I have some questions about generalizations of abelian groups, relative to symmetric monoidal categories.

1) Let $C$ be a cocomplete cartesian monoidal category with equalizers. I can show that the forgetful functor $U : \mathsf{Ab}(C) \to C$ has a left adjoint $F$. The idea is to write $U$ as the composition $\mathsf{Ab}(C) \to \mathsf{CMon}(C) \to C$, the second functor has a left adjoint (symmetric algebra), and the first functor has a left adjoint which is a generalization of the Grothendieck construction (should I explain it?). Is there are more direct description $F$? Also I would like to know if the corresponding monad $T : C \to C$ preserves reflexive coequalizers, because then $U$ is monadic, which would be useful.

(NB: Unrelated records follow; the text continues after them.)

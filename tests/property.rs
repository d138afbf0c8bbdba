//! Property tests for the guarantees the engine is built on: classification
//! dichotomy on full orders, monotonicity, expansion idempotence,
//! engine agreement between recording modes, and trim sufficiency on
//! synthetic sufficient sets.

use auditree::{
    all_elimination_orders, expand_all, trim_assertions, unit_suffixes, verify_all,
    verify_candidate, Assertion, AssertionOutcome, Budget, CandidateIndex, EliminationOrder,
    EliminationOrderSuffix, NotEliminatedBefore, NotEliminatedNext, TrimAlgorithm,
};
use proptest::prelude::*;

const N: u32 = 4;

fn arb_candidate() -> impl Strategy<Value = u32> {
    0..N
}

fn arb_assertion() -> impl Strategy<Value = Assertion> {
    let neb = (arb_candidate(), arb_candidate())
        .prop_filter("endpoints must differ", |(winner, loser)| winner != loser)
        .prop_map(|(winner, loser)| {
            Assertion::Neb(NotEliminatedBefore {
                winner: CandidateIndex(winner),
                loser: CandidateIndex(loser),
            })
        });
    let nen = (
        arb_candidate(),
        arb_candidate(),
        proptest::collection::vec(proptest::bool::ANY, N as usize),
    )
        .prop_filter("endpoints must differ", |(winner, loser, _)| winner != loser)
        .prop_map(|(winner, loser, membership)| {
            let mut continuing: Vec<CandidateIndex> = membership
                .iter()
                .enumerate()
                .filter(|&(_, &member)| member)
                .map(|(candidate, _)| CandidateIndex(candidate as u32))
                .collect();
            for endpoint in [CandidateIndex(winner), CandidateIndex(loser)] {
                if !continuing.contains(&endpoint) {
                    continuing.push(endpoint);
                }
            }
            continuing.sort_unstable();
            Assertion::Nen(NotEliminatedNext {
                winner: CandidateIndex(winner),
                loser: CandidateIndex(loser),
                continuing,
            })
        });
    prop_oneof![neb, nen]
}

fn arb_assertions() -> impl Strategy<Value = Vec<Assertion>> {
    proptest::collection::vec(arb_assertion(), 1..8)
}

fn arb_full_order() -> impl Strategy<Value = EliminationOrder> {
    Just((0..N).map(CandidateIndex).collect::<Vec<_>>()).prop_shuffle()
}

/// A duplicate-free partial suffix of length 1..=N.
fn arb_suffix() -> impl Strategy<Value = EliminationOrderSuffix> {
    (arb_full_order(), 1..=N as usize)
        .prop_map(|(order, length)| order[order.len() - length..].to_vec())
}

/// NEB(winner, c) for every other candidate c: trivially sufficient,
/// since every non-winner root is contradicted outright.
fn neb_fortress(winner: u32) -> Vec<Assertion> {
    (0..N)
        .filter(|&loser| loser != winner)
        .map(|loser| {
            Assertion::Neb(NotEliminatedBefore {
                winner: CandidateIndex(winner),
                loser: CandidateIndex(loser),
            })
        })
        .collect()
}

proptest! {
    /// §dichotomy: a full order leaves nothing undetermined.
    #[test]
    fn full_orders_never_evaluate_undetermined(
        assertions in arb_assertions(),
        order in arb_full_order(),
    ) {
        for assertion in &assertions {
            prop_assert!(assertion.evaluate(&order).is_definitive());
        }
    }

    /// An order every assertion satisfies is exactly an order the
    /// expansion pipeline lets through.
    #[test]
    fn satisfied_orders_survive_pruning_expansion(
        assertions in arb_assertions(),
        order in arb_full_order(),
    ) {
        let all_satisfied = assertions
            .iter()
            .all(|a| a.evaluate(&order) == AssertionOutcome::Satisfied);
        let mut frontier = vec![order.clone()];
        for assertion in &assertions {
            frontier = expand_all(assertion, frontier, N, false);
        }
        prop_assert_eq!(all_satisfied, !frontier.is_empty());
    }

    /// Satisfied and Contradiction both survive arbitrary prepending.
    #[test]
    fn definitive_outcomes_are_monotone(
        assertion in arb_assertion(),
        partial in arb_suffix(),
    ) {
        let outcome = assertion.evaluate(&partial);
        prop_assume!(outcome.is_definitive());
        let missing: Vec<CandidateIndex> = (0..N)
            .map(CandidateIndex)
            .filter(|candidate| !partial.contains(candidate))
            .collect();
        for &candidate in &missing {
            let mut longer = vec![candidate];
            longer.extend_from_slice(&partial);
            prop_assert_eq!(outcome, assertion.evaluate(&longer));
        }
    }

    /// Expanding an already-definitive frontier changes nothing.
    #[test]
    fn expansion_is_idempotent(
        assertion in arb_assertion(),
        keep in proptest::bool::ANY,
    ) {
        let once = expand_all(&assertion, unit_suffixes(N), N, keep);
        let twice = expand_all(&assertion, once.clone(), N, keep);
        prop_assert_eq!(once, twice);
    }

    /// The engine's verdict must agree with brute force over all n!
    /// orders: a candidate is ruled out exactly when no full order ending
    /// in it satisfies every assertion.
    #[test]
    fn engine_agrees_with_brute_force(
        assertions in arb_assertions(),
        candidate in arb_candidate(),
    ) {
        let candidate = CandidateIndex(candidate);
        let mut budget = Budget::unlimited();
        let verdict =
            verify_candidate(candidate, &assertions, N, &mut budget).unwrap();
        let survivable = all_elimination_orders(N).into_iter().any(|order| {
            *order.last().unwrap() == candidate
                && assertions
                    .iter()
                    .all(|a| a.evaluate(&order) == AssertionOutcome::Satisfied)
        });
        prop_assert_eq!(survivable, !verdict.ruled_out);
    }

    /// A counterexample, when reported, is never contradicted and really
    /// ends in the candidate under test.
    #[test]
    fn counterexamples_check_out(
        assertions in arb_assertions(),
        candidate in arb_candidate(),
    ) {
        let candidate = CandidateIndex(candidate);
        let mut budget = Budget::unlimited();
        let verdict =
            verify_candidate(candidate, &assertions, N, &mut budget).unwrap();
        if let Some(counterexample) = &verdict.counterexample {
            prop_assert!(!verdict.ruled_out);
            prop_assert_eq!(Some(&candidate), counterexample.last());
            for assertion in &assertions {
                prop_assert_ne!(
                    AssertionOutcome::Contradiction,
                    assertion.evaluate(counterexample)
                );
            }
        }
    }

    /// Trimming a sufficient set (a NEB fortress plus arbitrary noise)
    /// must yield a subset that is still sufficient, under either
    /// objective.
    #[test]
    fn trimmed_subsets_remain_sufficient(
        winner in arb_candidate(),
        noise in proptest::collection::vec(arb_assertion(), 0..6),
        minimize_assertions in proptest::bool::ANY,
    ) {
        let winner = CandidateIndex(winner);
        let mut assertions = neb_fortress(winner.get());
        assertions.extend(noise);
        // The noise can accidentally rule the winner out; sufficiency for
        // the losers is unaffected either way.
        let algorithm = if minimize_assertions {
            TrimAlgorithm::MinimizeAssertions
        } else {
            TrimAlgorithm::MinimizeTree
        };
        let mut budget = Budget::unlimited();
        let result =
            trim_assertions(winner, &assertions, N, algorithm, &mut budget).unwrap();
        prop_assert!(result.optimized);
        let subset: Vec<Assertion> = result
            .kept
            .iter()
            .map(|&index| assertions[index].clone())
            .collect();
        let mut budget = Budget::unlimited();
        let verification = verify_all(winner, &subset, N, &mut budget).unwrap();
        prop_assert!(verification.proves_winner);
        prop_assert!(result.kept.len() <= assertions.len());
    }

    /// Suffix reconstruction from the arena matches the path the search
    /// took: every reachable node's suffix is duplicate-free and ends in
    /// the root candidate.
    #[test]
    fn arena_suffixes_are_well_formed(
        assertions in arb_assertions(),
        candidate in arb_candidate(),
    ) {
        let candidate = CandidateIndex(candidate);
        let mut budget = Budget::unlimited();
        let verdict =
            verify_candidate(candidate, &assertions, N, &mut budget).unwrap();
        let tree = &verdict.tree;
        let mut pending = vec![auditree::VerificationTree::ROOT];
        while let Some(index) = pending.pop() {
            let suffix = tree.suffix_of(index);
            prop_assert_eq!(Some(&candidate), suffix.last());
            prop_assert_eq!(suffix.len(), tree.node(index).depth);
            for (position, placed) in suffix.iter().enumerate() {
                prop_assert!(!suffix[..position].contains(placed));
            }
            pending.extend_from_slice(&tree.node(index).children);
        }
    }
}

#[test]
fn expansion_never_loses_a_satisfied_order() {
    // Deterministic companion to the proptest above: expanding the unit
    // frontier under one assertion covers exactly the full orders that
    // assertion allows.
    let assertion = Assertion::Nen(NotEliminatedNext {
        winner: CandidateIndex(0),
        loser: CandidateIndex(2),
        continuing: vec![CandidateIndex(0), CandidateIndex(1), CandidateIndex(2)],
    });
    let expanded = expand_all(&assertion, unit_suffixes(N), N, false);
    for order in all_elimination_orders(N) {
        let allowed = assertion.evaluate(&order) == AssertionOutcome::Satisfied;
        let covered = expanded.iter().any(|branch| order.ends_with(branch));
        assert_eq!(allowed, covered, "order {:?}", order);
    }
}
//! Test utilities shared across unit and integration tests.
//!
//! This module is always compiled but hidden from documentation.
//! It provides canonical fixtures so the guide scenario is written down
//! exactly once.

#![doc(hidden)]

use crate::types::{
    Assertion, CandidateIndex, EliminationOrderSuffix, NotEliminatedBefore, NotEliminatedNext,
};

/// Shorthand NEB constructor.
pub fn neb(winner: u32, loser: u32) -> Assertion {
    Assertion::Neb(NotEliminatedBefore {
        winner: CandidateIndex(winner),
        loser: CandidateIndex(loser),
    })
}

/// Shorthand NEN constructor.
pub fn nen(winner: u32, loser: u32, continuing: &[u32]) -> Assertion {
    Assertion::Nen(NotEliminatedNext {
        winner: CandidateIndex(winner),
        loser: CandidateIndex(loser),
        continuing: continuing.iter().map(|&c| CandidateIndex(c)).collect(),
    })
}

/// Build a suffix from bare candidate numbers.
pub fn suffix(candidates: &[u32]) -> EliminationOrderSuffix {
    candidates.iter().map(|&c| CandidateIndex(c)).collect()
}

/// Number of candidates in the guide scenario.
pub const GUIDE_CANDIDATES: u32 = 4;

/// Declared winner of the guide scenario.
pub const GUIDE_WINNER: CandidateIndex = CandidateIndex(2);

/// The worked four-candidate scenario used throughout the documentation:
/// six assertions that jointly rule out candidates 0, 1 and 3, leaving
/// candidate 2 as the only possible final survivor.
pub fn guide_assertions() -> Vec<Assertion> {
    vec![
        nen(0, 1, &[0, 1, 2, 3]),
        nen(0, 3, &[0, 2, 3]),
        nen(2, 0, &[0, 2]),
        nen(2, 3, &[0, 2, 3]),
        neb(2, 1),
        nen(0, 3, &[0, 3]),
    ]
}

/// Number of candidates in the adversarial trimming scenario.
pub const ADVERSARIAL_CANDIDATES: u32 = 3;

/// Declared winner of the adversarial trimming scenario.
pub const ADVERSARIAL_WINNER: CandidateIndex = CandidateIndex(2);

/// A three-candidate set built to make the greedy two-pass selection pick
/// more assertions than necessary.
///
/// Candidate 0's root is contradicted by both assertions 0 and 1;
/// candidate 1's branch `[0, 1]` is contradicted by both 1 and 2, and its
/// branch `[2, 1]` only by 3. The optimal sufficient subset is `{1, 3}`,
/// but the second selection pass reaches candidate 0's root first, keeps
/// assertion 0, and later keeps assertion 1 anyway for `[0, 1]` — three
/// assertions where two suffice.
pub fn adversarial_assertions() -> Vec<Assertion> {
    vec![
        neb(1, 0),
        neb(2, 0),
        nen(0, 1, &[0, 1]),
        nen(2, 1, &[1, 2]),
    ]
}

2) Let $C$ be a cocomplete symmetric monoidal category (perhaps assumed to be presentable). I would like to extend 1) to the category $\mathrm{AbHopf}(C)$ of cocommutative commutative Hopf monoids in $C$, i.e. the category of abelian group objects in the cartesian monoidal category $\mathrm{CoMon}_c(C)$ of cocommutative comonoids in $C$. In particular, I would like to know if $\mathrm{AbHopf}(C) \to C$ is monadic, if the corresponding monad has a nice description and if it preserves reflexive coequalizers. Obviously it would be helpful to understand $\mathrm{CoMon}_c(C) \to C$ first.

There are some papers by Porst, Barr, Takeuchi and others about these sort of questions, but I haven't found an answer there. Actually my goal is to endow $\mathrm{AbHopf}(C)$ with a tensor product such that the left adjoint $C \to \mathrm{AbHopf}(C)$ is symmetric monoidal.